Clothing - primarily practical? (For instance, a wool scarf, not as pretty as a silk scarf, but serving a purpose.) The idea: to create, curate, and educate. A show or series of talks on fashion. A bit of history - 16th century European laws and women’s traditions. What are the women of BC creating in the 21st century? What are they designing, photographing, sewing, weaving, knitting?
In Defense of Jekyll, Hyde, and The Underground Man (Random Notes)
“I feel very strongly about putting questions; it partakes too much of the style of the day of judgment. You start a question, and it’s like starting a stone…away the stone goes, starting others; and presently some bland old bird (the last you would have thought of) is knocked on the head in his own back garden…” (Mr. Enfield in Dr. Jekyll and Mr. Hyde, 42-43)

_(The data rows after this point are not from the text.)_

//! End-to-end tests for the vodmux binary.
//!
//! No network or ffmpeg binary is needed: the invocations below fail
//! before any fetch, whether or not a transcoder is installed.

use assert_cmd::Command;
use predicates::prelude::*;

fn vodmux_cmd() -> Command {
    Command::cargo_bin("vodmux").unwrap()
}

#[test]
fn no_arguments_shows_usage() {
    vodmux_cmd()
        .assert()
        .failure()
        .stderr(predicate::str::contains("Usage"));
}

#[test]
fn help_flag_describes_the_tool() {
    vodmux_cmd()
        .arg("--help")
        .assert()
        .success()
        .stdout(predicate::str::contains("Usage"))
        .stdout(predicate::str::contains("--proxy"));
}

#[test]
fn failed_conversion_reports_on_stderr_and_exits_nonzero() {
    vodmux_cmd()
        .args(["not a url", "--quiet"])
        .assert()
        .failure()
        .code(1)
        .stderr(predicate::str::contains("Error:"));
}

Turning and turning in the widening gyre
The falcon cannot hear the falconer;
Things fall apart; the centre cannot hold;
Mere anarchy is loosed upon the world,
The blood-dimmed tide is loosed, and everywhere
The ceremony of innocence is drowned;
The best lack all conviction, while the worst
Are full of passionate intensity.
William Butler Yeats, ‘The Second Coming’; 1920
“The only gain of civilisation for mankind is the greater capacity for finding enjoyment in bloodshed.” (The Underground Man; 67)
Henry Jekyll would agree. “My reason wavered, but it did not fail me utterly. I have more than once observed that, in my second character [of Edward Hyde], my faculties seemed sharpened to a point and my spirits more tensely elastic;…where Jekyll perhaps might have succumbed, Hyde rose to the importance of the moment.” (119)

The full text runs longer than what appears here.